Adam - Check it - my boss and another employee were bickering about Chick-Fil-A today. Was in and out of the office so I only caught part of the conversation. Apparently panties are in a wad over Chick a flick donating to "hate groups." After trolling thru Google I finally found Schindler's List of said hate groups, so designated by the Southern Poverty Law Center. Included amongst these were "Focus on the Family," the Fellowship of Christian Athletes and Exodus International. Discretion is the better part of valor, so I mentioned only that a real hate group would break windows and drag homosexuals out of their houses during the night, and that a Republican newspaper once called Federalist John Adams "a hermaphrodite," confirmed that that was indeed hate speech, and stated that there's nothing new under the sun, just eat wherever you like. 
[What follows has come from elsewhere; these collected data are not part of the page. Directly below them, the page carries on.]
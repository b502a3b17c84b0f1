//! # Forwarding Relay
//!
//! Sends every admitted request to the single composite service and hands the
//! answer back unchanged apart from CORS headers.
//!
//! Outbound requests carry a fixed header set: `Content-Type: application/json`, the
//! identity headers from the gate (`x-firebase-uid` only when authenticated,
//! `x-user-role` always), and `Authorization`, `If-None-Match` and `If-Match` copied
//! from the caller when present. Request bodies are only read for `POST`, `PUT` and
//! `PATCH`. The whole exchange, response body included, is bounded by the configured
//! upstream timeout; any transport-level failure becomes a `502`.

use axum::{
    body::Body,
    http::{header, HeaderMap, HeaderName, HeaderValue, Method, StatusCode, Uri},
    response::{IntoResponse, Response},
};
use bytes::Bytes;
use std::error::Error as StdError;
use std::time::{Duration, Instant};
use tracing::{debug, warn};

use crate::core::config::GatewayConfig;
use crate::core::error::{GatewayError, GatewayResult};
use crate::core::types::{RequestBody, RequestContext, DEFAULT_ROLE};
use crate::middleware::cors;

pub const FIREBASE_UID_HEADER: &str = "x-firebase-uid";
pub const USER_ROLE_HEADER: &str = "x-user-role";

/// Inbound headers copied to the downstream request, as (source, destination) names
const FORWARDED_HEADERS: [(&str, &str); 3] = [
    ("authorization", "Authorization"),
    ("if-none-match", "If-None-Match"),
    ("if-match", "If-Match"),
];

/// Downstream response headers that describe the hop rather than the payload
const HOP_BY_HOP_HEADERS: [&str; 9] = [
    "connection",
    "keep-alive",
    "proxy-authenticate",
    "proxy-authorization",
    "proxy-connection",
    "te",
    "trailer",
    "transfer-encoding",
    "upgrade",
];

/// The parts of an inbound request the relay needs
#[derive(Debug, Clone)]
pub struct InboundRequest {
    pub method: Method,
    pub uri: Uri,
    pub headers: HeaderMap,
    pub body: Bytes,
}

/// Downstream answer, already converted to the server's header types
struct DownstreamResponse {
    status: StatusCode,
    headers: HeaderMap,
    body: Bytes,
}

pub struct ForwardingRelay {
    client: reqwest::Client,
    /// Base URL without a trailing slash
    target: String,
    timeout: Duration,
}

impl ForwardingRelay {
    pub fn new(target: &str, timeout: Duration) -> GatewayResult<Self> {
        let client = reqwest::Client::builder()
            .http1_title_case_headers()
            .build()
            .map_err(|e| GatewayError::internal(format!("Failed to build HTTP client: {}", e)))?;

        Ok(Self {
            client,
            target: target.trim_end_matches('/').to_string(),
            timeout,
        })
    }

    pub fn from_config(config: &GatewayConfig) -> GatewayResult<Self> {
        Self::new(&config.services.composite, config.proxy.upstream_timeout)
    }

    pub fn target(&self) -> &str {
        &self.target
    }

    /// Downstream URL for an inbound path: base + `/` + path without its leading slash
    pub fn target_url(&self, path: &str) -> String {
        format!("{}/{}", self.target, path.trim_start_matches('/'))
    }

    /// Relay one request and produce the response for the caller
    pub async fn forward(&self, request: InboundRequest, context: &RequestContext) -> Response {
        if request.method == Method::OPTIONS {
            return cors::preflight_response();
        }

        let started = Instant::now();
        match self.send(request, context).await {
            Ok(downstream) => {
                debug!(
                    status = downstream.status.as_u16(),
                    elapsed_ms = started.elapsed().as_millis() as u64,
                    "Downstream response relayed"
                );
                relay_response(downstream)
            }
            Err(err) => {
                warn!(
                    target_service = %self.target,
                    elapsed_ms = started.elapsed().as_millis() as u64,
                    error = %err,
                    "Downstream call failed"
                );
                err.into_response()
            }
        }
    }

    async fn send(
        &self,
        request: InboundRequest,
        context: &RequestContext,
    ) -> GatewayResult<DownstreamResponse> {
        let method = reqwest::Method::from_bytes(request.method.as_str().as_bytes())
            .map_err(|e| GatewayError::internal(format!("Unsupported method: {}", e)))?;
        let url = self.target_url(request.uri.path());
        let query = query_params(request.uri.query());

        let body = if carries_body(&request.method) {
            RequestBody::from_bytes(request.body)
        } else {
            RequestBody::Empty
        };

        debug!(
            url = %url,
            authenticated = context.is_authenticated(),
            body = body_kind(&body),
            "Forwarding request downstream"
        );

        let mut builder = self
            .client
            .request(method, &url)
            .headers(outbound_headers(&request.headers, context))
            .timeout(self.timeout);
        if !query.is_empty() {
            builder = builder.query(&query);
        }
        if let Some(payload) = body.payload() {
            builder = builder.body(payload.clone());
        }

        let response = builder.send().await.map_err(transport_error)?;
        let status = StatusCode::from_u16(response.status().as_u16())
            .map_err(|e| GatewayError::downstream(format!("invalid status code: {}", e)))?;
        let headers = convert_response_headers(response.headers());
        let body = response.bytes().await.map_err(transport_error)?;

        Ok(DownstreamResponse {
            status,
            headers,
            body,
        })
    }
}

fn carries_body(method: &Method) -> bool {
    *method == Method::POST || *method == Method::PUT || *method == Method::PATCH
}

fn body_kind(body: &RequestBody) -> &'static str {
    match body {
        RequestBody::Empty => "empty",
        RequestBody::Structured { .. } => "json",
        RequestBody::Raw(_) => "raw",
    }
}

/// Decode the query string into parameters; a repeated key keeps its last value
fn query_params(query: Option<&str>) -> Vec<(String, String)> {
    let mut params: Vec<(String, String)> = Vec::new();
    for (key, value) in url::form_urlencoded::parse(query.unwrap_or_default().as_bytes()) {
        match params.iter_mut().find(|(existing, _)| *existing == key) {
            Some(entry) => entry.1 = value.into_owned(),
            None => params.push((key.into_owned(), value.into_owned())),
        }
    }
    params
}

/// Build the downstream header set from the inbound headers and the gate's context
fn outbound_headers(inbound: &HeaderMap, context: &RequestContext) -> reqwest::header::HeaderMap {
    use reqwest::header::{HeaderName as OutName, HeaderValue as OutValue};

    let mut headers = reqwest::header::HeaderMap::new();
    headers.insert(
        reqwest::header::CONTENT_TYPE,
        OutValue::from_static("application/json"),
    );

    if let Some(uid) = &context.identity_subject {
        match OutValue::from_str(uid) {
            Ok(value) => {
                headers.insert(OutName::from_static(FIREBASE_UID_HEADER), value);
            }
            Err(_) => warn!("Subject is not a valid header value, not forwarding it"),
        }
    }

    let role = if context.role.is_empty() {
        DEFAULT_ROLE
    } else {
        context.role.as_str()
    };
    let role = OutValue::from_str(role).unwrap_or_else(|_| OutValue::from_static(DEFAULT_ROLE));
    headers.insert(OutName::from_static(USER_ROLE_HEADER), role);

    for (source, destination) in FORWARDED_HEADERS {
        let Some(value) = inbound.get(source) else {
            continue;
        };
        if let (Ok(name), Ok(value)) = (
            OutName::from_bytes(destination.as_bytes()),
            OutValue::from_bytes(value.as_bytes()),
        ) {
            headers.insert(name, value);
        }
    }

    headers
}

/// Copy downstream headers except hop-by-hop ones and `content-length`
fn convert_response_headers(source: &reqwest::header::HeaderMap) -> HeaderMap {
    let mut headers = HeaderMap::with_capacity(source.len());
    for (name, value) in source {
        let name = name.as_str();
        if name == "content-length" || HOP_BY_HOP_HEADERS.contains(&name) {
            continue;
        }
        if let (Ok(name), Ok(value)) = (
            HeaderName::from_bytes(name.as_bytes()),
            HeaderValue::from_bytes(value.as_bytes()),
        ) {
            headers.append(name, value);
        }
    }
    headers
}

fn relay_response(downstream: DownstreamResponse) -> Response {
    let mut response = Response::new(Body::from(downstream.body));
    *response.status_mut() = downstream.status;

    let headers = response.headers_mut();
    *headers = downstream.headers;
    cors::apply_cors_headers(headers);
    if !headers.contains_key(header::CONTENT_TYPE) {
        headers.insert(
            header::CONTENT_TYPE,
            HeaderValue::from_static("application/json"),
        );
    }

    response
}

/// Turn a client error into a 502, keeping the whole cause chain in the message
fn transport_error(err: reqwest::Error) -> GatewayError {
    let mut cause = err.to_string();
    let mut source = err.source();
    while let Some(inner) = source {
        cause.push_str(": ");
        cause.push_str(&inner.to_string());
        source = inner.source();
    }
    GatewayError::downstream(cause)
}

#[cfg(test)]
mod tests {
    use super::*;
    use serde_json::{json, Map};

    fn authenticated_context() -> RequestContext {
        RequestContext {
            identity_subject: Some("uid-42".to_string()),
            decoded_claims: Map::new(),
            email: Some("a@example.com".to_string()),
            role: "admin".to_string(),
        }
    }

    #[test]
    fn test_target_url_joins_path() {
        let relay = ForwardingRelay::new("http://composite:8004/", Duration::from_secs(30)).unwrap();
        assert_eq!(relay.target(), "http://composite:8004");
        assert_eq!(relay.target_url("/users/me"), "http://composite:8004/users/me");
        assert_eq!(relay.target_url("/"), "http://composite:8004/");
        assert_eq!(relay.target_url("events"), "http://composite:8004/events");
    }

    #[test]
    fn test_query_params_last_value_wins() {
        assert!(query_params(None).is_empty());
        assert_eq!(
            query_params(Some("a=1&b=two%20words&a=3")),
            vec![
                ("a".to_string(), "3".to_string()),
                ("b".to_string(), "two words".to_string())
            ]
        );
    }

    #[test]
    fn test_outbound_headers_for_authenticated_request() {
        let mut inbound = HeaderMap::new();
        inbound.insert("authorization", HeaderValue::from_static("Bearer t"));
        inbound.insert("if-none-match", HeaderValue::from_static("\"v1\""));
        inbound.insert("x-unrelated", HeaderValue::from_static("dropped"));
        inbound.insert("cookie", HeaderValue::from_static("session=1"));

        let headers = outbound_headers(&inbound, &authenticated_context());
        assert_eq!(headers["content-type"], "application/json");
        assert_eq!(headers["x-firebase-uid"], "uid-42");
        assert_eq!(headers["x-user-role"], "admin");
        assert_eq!(headers["authorization"], "Bearer t");
        assert_eq!(headers["if-none-match"], "\"v1\"");
        assert!(!headers.contains_key("if-match"));
        assert!(!headers.contains_key("x-unrelated"));
        assert!(!headers.contains_key("cookie"));
    }

    #[test]
    fn test_outbound_headers_for_anonymous_request() {
        let headers = outbound_headers(&HeaderMap::new(), &RequestContext::anonymous());
        assert!(!headers.contains_key("x-firebase-uid"));
        assert_eq!(headers["x-user-role"], "user");
        assert!(!headers.contains_key("authorization"));
        assert_eq!(headers.len(), 2);
    }

    #[test]
    fn test_response_header_filtering() {
        let mut source = reqwest::header::HeaderMap::new();
        source.insert("etag", reqwest::header::HeaderValue::from_static("\"abc\""));
        source.insert("content-length", reqwest::header::HeaderValue::from_static("10"));
        source.insert("transfer-encoding", reqwest::header::HeaderValue::from_static("chunked"));
        source.append("set-cookie", reqwest::header::HeaderValue::from_static("a=1"));
        source.append("set-cookie", reqwest::header::HeaderValue::from_static("b=2"));

        let headers = convert_response_headers(&source);
        assert_eq!(headers["etag"], "\"abc\"");
        assert!(!headers.contains_key("content-length"));
        assert!(!headers.contains_key("transfer-encoding"));
        assert_eq!(headers.get_all("set-cookie").iter().count(), 2);
    }

    #[tokio::test]
    async fn test_relay_response_defaults_content_type() {
        let response = relay_response(DownstreamResponse {
            status: StatusCode::NOT_FOUND,
            headers: HeaderMap::new(),
            body: Bytes::from_static(br#"{"err":"nf"}"#),
        });

        assert_eq!(response.status(), StatusCode::NOT_FOUND);
        assert_eq!(response.headers()["content-type"], "application/json");
        assert_eq!(response.headers()["access-control-allow-origin"], "*");
        let body = axum::body::to_bytes(response.into_body(), usize::MAX).await.unwrap();
        assert_eq!(
            serde_json::from_slice::<serde_json::Value>(&body).unwrap(),
            json!({"err": "nf"})
        );
    }

    #[tokio::test]
    async fn test_preflight_bypasses_downstream() {
        // Nothing listens on this port; a downstream call would fail with 502
        let relay = ForwardingRelay::new("http://127.0.0.1:1", Duration::from_secs(1)).unwrap();
        let request = InboundRequest {
            method: Method::OPTIONS,
            uri: Uri::from_static("/users/me"),
            headers: HeaderMap::new(),
            body: Bytes::new(),
        };

        let response = relay.forward(request, &RequestContext::anonymous()).await;
        assert_eq!(response.status(), StatusCode::OK);
        assert_eq!(response.headers()["access-control-max-age"], "3600");
    }

    #[tokio::test]
    async fn test_connection_refused_is_bad_gateway() {
        let relay = ForwardingRelay::new("http://127.0.0.1:1", Duration::from_secs(1)).unwrap();
        let request = InboundRequest {
            method: Method::GET,
            uri: Uri::from_static("/users/me"),
            headers: HeaderMap::new(),
            body: Bytes::new(),
        };

        let response = relay.forward(request, &RequestContext::anonymous()).await;
        assert_eq!(response.status(), StatusCode::BAD_GATEWAY);
        let body = axum::body::to_bytes(response.into_body(), usize::MAX).await.unwrap();
        let body: serde_json::Value = serde_json::from_slice(&body).unwrap();
        assert!(body["detail"]
            .as_str()
            .unwrap()
            .starts_with("Failed to forward request to Composite Service: "));
    }
}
    Your thoughts? Concerns? This is the first I've heard of Chick a flick contributions to hate groups. And by hate groups I mean whatever groups were compiled on that list on HuffPo that are decidedly unfabulous enough to deserve their scorn. Saying that the SPLC can go eat a dick is unlikely to sway anyone's opinion, and may seem overly homophobic, thus is detrimental to my argument. I don't recall Focus On The Family recreating Kristallnacht and forcing gays into churches at the point of a gun, either.

Stephen - The SPLC is a front group for socialist, atheist agitators, and I have seen them in action before. If you want to know what side a person with any morals or love of human freedom should support, just join whoever the SPLC is bad-mouthing.
    Your elucidation of what "hate" actually looks like brings an incredibly needed reality check for this topic, because the people accusing CFA of "hate" must have no idea what it really is. I would also add that "not endorsing something" does not equal "hating something", and the slander that these morons cast about like its nothing proves how shallow and desperate they've gotten. Remember, the Democrat party (their federal surrogate) is losing money and power hand over fist, and the people of this country repeatedly reject the endorsement of their defining issue.
    For the people who aren't gay and support gay marriage, I say this: you always laugh at me when I point out that once marriage becomes open for redefinition, there is no logical or legal reason to stop polygamy, marrying animals, or marrying children. So long as "consenting parties" is the operative mechanism, anything an be argued to have the ability to consent. So if you don't want all these groups (who really exist) to be able to marry how they want to, you're now a bigot. Congratulations!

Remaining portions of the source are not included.